The Most Common Vulnerabilities in Vibe Coded Apps

"Vibe coding" has become the shorthand for building applications with AI assistance — describing what you want in natural language and letting tools like Cursor, Lovable, Bolt, or v0 generate the code. It's fast, it's accessible, and it's producing a wave of new applications from people who couldn't build them before.

But it's also producing a wave of security vulnerabilities. Not because the tools are bad, but because security requires a mindset that AI coding assistants don't have.

SQL Injection: Still the Classic

SQL injection has been on the OWASP Top 10 for over two decades, and AI-generated code still produces it. The issue typically shows up when AI writes database queries using string concatenation instead of parameterized queries.

Modern ORMs like Prisma, SQLAlchemy, and Drizzle generally protect against this, but AI tools sometimes bypass the ORM for complex queries or use raw SQL when the ORM doesn't support what's needed. Those raw queries are often vulnerable.

The fix is straightforward — always use parameterized queries or your ORM's query builder. But the point is that AI doesn't always default to the safe approach.

Cross-Site Scripting (XSS)

XSS vulnerabilities appear when user input is rendered in the browser without proper sanitization. Modern frameworks like React and Next.js provide built-in XSS protection through JSX escaping, but there are common ways AI-generated code bypasses these protections.

The most frequent pattern: using dangerouslySetInnerHTML (React) or v-html (Vue) to render user-generated content. AI tools reach for these when asked to display formatted text, markdown content, or HTML from an API. Each usage is a potential XSS vector if the content isn't sanitized server-side.

Broken Authentication

AI tools can set up authentication flows quickly — login pages, JWT tokens, session management. What they often miss is the security around those flows:

• No rate limiting on login attempts, allowing brute force attacks
• Password reset tokens that don't expire or can be reused
• Session tokens stored in localStorage instead of httpOnly cookies
• Missing CSRF protection on state-changing requests
• JWT tokens with overly long expiration times
• No account lockout after repeated failed attempts

Insecure Direct Object References (IDOR)

IDOR is one of the most common vulnerabilities in AI-built apps because it requires understanding authorization context that AI often doesn't have.

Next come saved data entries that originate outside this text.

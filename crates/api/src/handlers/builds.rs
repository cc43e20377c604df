//! Handlers for saving, listing, and viewing shared builds.

use axum::extract::{Path, Query, State};
use axum::http::StatusCode;
use axum::response::IntoResponse;
use axum::Json;
use serde::Serialize;

use rigforge_core::error::CoreError;
use rigforge_core::types::DbId;
use rigforge_db::models::build::CreateBuild;
use rigforge_db::repositories::build_repo::clamp_limit;
use rigforge_db::repositories::BuildRepo;

use crate::error::{AppError, AppResult};
use crate::query::PaginationParams;
use crate::response::DataResponse;
use crate::state::AppState;

/// Name used when a save request carries none.
const DEFAULT_BUILD_NAME: &str = "New Build";

/// Response payload for a successful save: the shareable identifier.
#[derive(Debug, Serialize)]
pub struct SavedBuild {
    pub id: DbId,
}

// ---------------------------------------------------------------------------
// POST /builds
// ---------------------------------------------------------------------------

/// Persist a build snapshot.
///
/// Each part reference in the request is projected down to its identifier
/// before storage; full part objects are never embedded. Compatibility is
/// advisory and client-side -- nothing here re-validates the combination.
pub async fn create_build(
    State(state): State<AppState>,
    Json(input): Json<CreateBuild>,
) -> AppResult<impl IntoResponse> {
    if input.total_price < 0 {
        return Err(AppError::Core(CoreError::Validation(
            "totalPrice must be non-negative".to_string(),
        )));
    }

    let name = input
        .name
        .as_deref()
        .map(str::trim)
        .filter(|name| !name.is_empty())
        .unwrap_or(DEFAULT_BUILD_NAME);

    let ids = input.parts.project();
    let created = BuildRepo::create(&state.pool, name, &ids, input.total_price).await?;
    tracing::info!(id = created.id, name = %created.name, total_price = created.total_price, "Build saved");
    Ok((
        StatusCode::CREATED,
        Json(DataResponse {
            data: SavedBuild { id: created.id },
        }),
    ))
}

// ---------------------------------------------------------------------------
// GET /builds
// ---------------------------------------------------------------------------

/// List recently shared builds, most recent first.
pub async fn list_builds(
    State(state): State<AppState>,
    Query(params): Query<PaginationParams>,
) -> AppResult<impl IntoResponse> {
    let limit = clamp_limit(params.limit);
    let items = BuildRepo::list_recent(&state.pool, limit).await?;
    tracing::debug!(count = items.len(), "Listed shared builds");
    Ok(Json(DataResponse { data: items }))
}

// ---------------------------------------------------------------------------
// GET /builds/{id}
// ---------------------------------------------------------------------------

/// Fetch one build with its referenced parts resolved for display.
pub async fn get_build(
    State(state): State<AppState>,
    Path(id): Path<DbId>,
) -> AppResult<impl IntoResponse> {
    let detail = BuildRepo::find_detail(&state.pool, id)
        .await?
        .ok_or(AppError::Core(CoreError::NotFound {
            entity: "Build",
            id,
        }))?;
    Ok(Json(DataResponse { data: detail }))
}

Here's the typical pattern: AI generates a REST API with endpoints like /api/users/123/settings. It correctly fetches and returns the data for user 123. But it doesn't check whether the currently authenticated user IS user 123. Any logged-in user can access any other user's settings by changing the ID.

This happens because AI implements the happy path — getting the right data for the right ID — without implementing the security check of verifying the requester has permission to access that data.

Missing Security Headers

This is the single most common issue we see. AI-generated applications almost never include security headers because headers don't affect functionality. Your app works identically with or without them.

But security headers are your browser-level defense layer. Content-Security-Policy prevents XSS from executing. HSTS forces HTTPS connections. X-Frame-Options prevents clickjacking. Without them, every other vulnerability becomes easier to exploit.

Server-Side Request Forgery (SSRF)

SSRF shows up in AI-built apps that accept URLs as input — for features like link previews, image imports, webhook configurations, or PDF generation. AI implements the feature (fetch this URL and return the content) without implementing the protection (validate that the URL points to a public resource, not an internal service).

In cloud environments, SSRF can be particularly dangerous because it can be used to access cloud metadata endpoints that contain credentials and configuration data.

The Pattern

Every vulnerability on this list follows the same pattern: AI builds the feature correctly but doesn't build the security around it. It implements what you asked for without considering what an attacker might ask for.

This isn't a limitation that will be fixed soon. Security requires adversarial thinking — imagining how someone would misuse a feature — and that's fundamentally different from the generative approach AI tools take.

The solution isn't to stop using AI tools. It's to test what they produce. Automated security scanning catches the vast majority of these issues in minutes.